The situation in the nearby village of Laprak, meanwhile, is no better. The threat of landslide triggered by the earthquake forced the locals to abandon the village and move around a mile away to the high-lying area of Gupsepakha.
They've erected around 650 makeshift huts that lack all basic amenities. The whole village is covered with snow. 69-year old Kanchi Gurung told how she almost lost her life after the constant snowfall ripped away her makeshift hut.
"These tents are useless. They cannot hold the endless snow. If other people had not arrived on time, I would have died", she said.
Most villagers are falling sick due to increasing cold. There is a shortage of drinking water, with tap water having dried up after the snow froze its source. Villagers have to drink frozen water and there has been no sun for days.
Living in flimsy tents has made life even more difficult. Most of the sick in the villages have been suffering from coughs, colds and diarrhoea. Children and the elderly have been affected the most.
The Nepalese government, the Gurkha Welfare Trust (GWT) and several national and international organisations have all provided assistance. But more needs to be done.
The GWT, which supports ex Gurkha servicemen and their families, says it has many years of building work ahead to help communities affected by the earthquake.

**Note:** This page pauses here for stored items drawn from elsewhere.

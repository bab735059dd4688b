use crate::{
    Expr, Result, SqlWriter, SqliteSqlWriter, Table, TableColumns, UnsupportedExpression,
};
use std::{borrow::Cow, marker::PhantomData};

/// One ORDER BY key: resolved column name and direction.
#[derive(Debug, Clone, PartialEq, Eq)]
pub struct OrderBy {
    pub column: String,
    pub ascending: bool,
}

/// An immutable SELECT descriptor over a mapped table.
///
/// Every method consumes the descriptor and returns a new one, and the type
/// is `Clone`, so a descriptor can be kept around and reused to produce any
/// number of executions, including concurrent ones going through the
/// operations queue.
pub struct SelectQuery<T: Table> {
    selection: Cow<'static, str>,
    condition: Option<Expr>,
    order_by: Vec<(Expr, bool)>,
    limit: Option<u64>,
    offset: Option<u64>,
    table: PhantomData<fn() -> T>,
}

impl<T: Table> SelectQuery<T> {
    pub fn new() -> Self {
        Self {
            selection: "*".into(),
            condition: None,
            order_by: Vec::new(),
            limit: None,
            offset: None,
            table: PhantomData,
        }
    }

    /// Narrow the result set. Repeated calls combine with `and`.
    pub fn filter(mut self, predicate: Expr) -> Self {
        self.condition = Some(match self.condition.take() {
            Some(existing) => existing.and(predicate),
            None => predicate,
        });
        self
    }

    /// Append an ascending order key. Keys keep the order they were added
    /// in, later keys break ties among earlier ones.
    pub fn order_by(mut self, key: Expr) -> Self {
        self.order_by.push((key, true));
        self
    }

    /// Append a descending order key.
    pub fn order_by_descending(mut self, key: Expr) -> Self {
        self.order_by.push((key, false));
        self
    }

    pub fn take(mut self, count: u64) -> Self {
        self.limit = Some(count);
        self
    }

    pub fn skip(mut self, count: u64) -> Self {
        self.offset = Some(count);
        self
    }

    /// Same descriptor, counting rows instead of returning them.
    pub fn count(mut self) -> Self {
        self.selection = "COUNT(*)".into();
        self
    }

    /// Render the complete SELECT statement.
    pub fn to_sql(&self) -> Result<String> {
        let order_by = self
            .order_by
            .iter()
            .map(|(key, ascending)| {
                Ok(OrderBy {
                    column: order_key_column::<T>(key)?,
                    ascending: *ascending,
                })
            })
            .collect::<Result<Vec<_>>>()?;
        let mut out = String::new();
        SqliteSqlWriter.write_select(
            &mut out,
            &self.selection,
            T::table_name(),
            self.condition.as_ref(),
            &order_by,
            self.limit,
            self.offset,
            &TableColumns::<T>::new(),
        )?;
        Ok(out)
    }
}

impl<T: Table> Default for SelectQuery<T> {
    fn default() -> Self {
        Self::new()
    }
}

impl<T: Table> Clone for SelectQuery<T> {
    fn clone(&self) -> Self {
        Self {
            selection: self.selection.clone(),
            condition: self.condition.clone(),
            order_by: self.order_by.clone(),
            limit: self.limit,
            offset: self.offset,
            table: PhantomData,
        }
    }
}

/// Extract the column an order key refers to: a bare member access on the
/// row parameter, optionally inside a numeric widening conversion.
fn order_key_column<T: Table>(key: &Expr) -> Result<String> {
    let key = match key {
        Expr::Convert { operand, .. } => operand.as_ref(),
        key => key,
    };
    match key {
        Expr::Member { target, member } if matches!(**target, Expr::Param(..)) => {
            T::resolve_column(member)
        }
        other => Err(UnsupportedExpression::new(format!(
            "Order By does not support {} keys",
            other.variant_name()
        ))),
    }
}
#[cfg(test)]
mod tests {
    use async_stream::stream;
    use cask::{
        CancellationToken, Executor, Prepared, Query, QueryResult, Result, RowLabeled,
        RowsAffected, SelectQuery, SerialConnection, Table, Value, col, lit,
        stream::{Stream, TryStreamExt},
    };
    use std::{
        fmt::{self, Display},
        sync::Arc,
    };

    struct MemoryPrepared(String);

    impl Display for MemoryPrepared {
        fn fmt(&self, f: &mut fmt::Formatter<'_>) -> fmt::Result {
            f.write_str(&self.0)
        }
    }

    impl Prepared for MemoryPrepared {
        fn bind(&mut self, _value: impl cask::AsValue) -> Result<&mut Self> {
            Ok(self)
        }
        fn bind_index(&mut self, _value: impl cask::AsValue, _index: u64) -> Result<&mut Self> {
            Ok(self)
        }
        fn clear_bindings(&mut self) -> Result<&mut Self> {
            Ok(self)
        }
    }

    /// Executor stub replaying canned rows and recording the statements it ran.
    struct MemoryExecutor {
        rows: Vec<RowLabeled>,
        statements: Vec<String>,
    }

    impl MemoryExecutor {
        fn new(rows: Vec<RowLabeled>) -> Self {
            Self {
                rows,
                statements: Vec::new(),
            }
        }
    }

    impl Executor for MemoryExecutor {
        type Prepared = MemoryPrepared;

        async fn prepare(&mut self, query: String) -> Result<Query<MemoryPrepared>> {
            Ok(Query::Prepared(MemoryPrepared(query)))
        }

        fn run(
            &mut self,
            query: Query<MemoryPrepared>,
        ) -> impl Stream<Item = Result<QueryResult>> + Send {
            self.statements.push(query.to_string());
            let rows = self.rows.clone();
            stream! {
                let count = rows.len() as u64;
                for row in rows {
                    yield Ok(QueryResult::RowLabeled(row));
                }
                yield Ok(QueryResult::Affected(RowsAffected {
                    rows_affected: count,
                    last_affected_id: None,
                }));
            }
        }
    }

    struct Person;

    impl Table for Person {
        fn table_name() -> &'static str {
            "people"
        }
        fn resolve_column(member: &str) -> Result<String> {
            Ok(member.to_owned())
        }
    }

    fn person_rows() -> Vec<RowLabeled> {
        let labels: Arc<[String]> = Arc::from(vec!["name".to_owned(), "age".to_owned()]);
        vec![
            RowLabeled::new(
                labels.clone(),
                Box::new([Value::Text("Ada".into()), Value::Integer(36)]),
            ),
            RowLabeled::new(
                labels,
                Box::new([Value::Text("Grace".into()), Value::Integer(45)]),
            ),
        ]
    }

    #[tokio::test]
    async fn queued_fetch_returns_the_rows() {
        let connection = SerialConnection::new(MemoryExecutor::new(person_rows()));
        let sql = SelectQuery::<Person>::new()
            .filter(col("age").gt(lit(18)))
            .to_sql()
            .unwrap();
        let handle = connection
            .enqueue(
                move |mut executor| async move {
                    executor.fetch(sql.into()).try_collect::<Vec<_>>().await
                },
                CancellationToken::new(),
            )
            .unwrap();
        let rows = handle.await.unwrap();
        assert_eq!(rows.len(), 2);
        assert_eq!(rows[0].get_column("name"), Some(&Value::Text("Ada".into())));
        assert_eq!(rows[1].get_column("age"), Some(&Value::Integer(45)));
    }

    #[tokio::test]
    async fn queued_execute_folds_the_affected_rows() {
        let connection = SerialConnection::new(MemoryExecutor::new(person_rows()));
        let handle = connection
            .enqueue(
                |mut executor| async move {
                    executor
                        .execute("DELETE FROM \"people\"".into())
                        .await
                        .map(|affected| affected.rows_affected)
                },
                CancellationToken::new(),
            )
            .unwrap();
        assert_eq!(handle.await.unwrap(), 2);
    }

    #[tokio::test]
    async fn operations_against_one_connection_are_serialized() {
        let connection = SerialConnection::new(MemoryExecutor::new(person_rows()));
        let mut handles = Vec::new();
        for i in 0..4 {
            let handle = connection
                .enqueue(
                    move |mut executor| async move {
                        executor.statements.push(format!("-- operation {}", i));
                        Ok(i)
                    },
                    CancellationToken::new(),
                )
                .unwrap();
            handles.push(handle);
        }
        for (i, handle) in handles.into_iter().enumerate() {
            assert_eq!(handle.await.unwrap(), i);
        }
        let trace = connection
            .enqueue(
                |executor| async move { Ok(executor.statements.clone()) },
                CancellationToken::new(),
            )
            .unwrap()
            .await
            .unwrap();
        assert_eq!(
            trace,
            vec![
                "-- operation 0".to_owned(),
                "-- operation 1".to_owned(),
                "-- operation 2".to_owned(),
                "-- operation 3".to_owned(),
            ]
        );
    }

    #[tokio::test]
    async fn shutdown_closes_the_connection_queue() {
        let connection = SerialConnection::new(MemoryExecutor::new(Vec::new()));
        let pending = connection
            .enqueue(|_executor| async move { Ok(()) }, CancellationToken::new())
            .unwrap();
        connection.shutdown().await;
        assert!(connection.is_shutdown());
        pending.await.expect("drained before shutdown settled");
        assert!(
            connection
                .enqueue(|_executor| async move { Ok(()) }, CancellationToken::new())
                .is_err()
        );
    }
}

John White, who is overseeing the GWT's earthquake response, said: "Building work is underway but recent fuel blockades have hampered progress." Forces TV's Carla Prater spoke to him about the challenges ahead - just click below to watch:
The Nepalese Ministry of Agriculture estimates that 48,000 families from the earthquake affected districts are in danger of hunger. Harvest is expected to decrease, adding to post-quake distress.
The Nepali rupee has devalued by 8% in one year and prices of goods and commodities have soared dramatically due to the blockade in the southern border. Looking at the scale of this natural disaster, it will take some time to sort things out.
Prativa Raut, a representative of People in Need stationed in Laprak, said: "It was a big earthquake. The situation cannot be managed within days. It will take time.
"Other organisations are also at work. Care International, Oxfam and several others are also distributing aid. But this is a huge disaster."
But time has moved on. It's been nine months since the first tremor shook Nepal.
The government has been criticised heavily for not coordinating the relief and assistance properly. The National Reconstruction Authority recently launched a large campaign to rebuild earthquake-ravaged infrastructures. But the actual work is to start only after three months.
So, it is likely that the victims will have to endure this whole winter mostly on their own, shivering in their temporary shelter, waiting for the sun.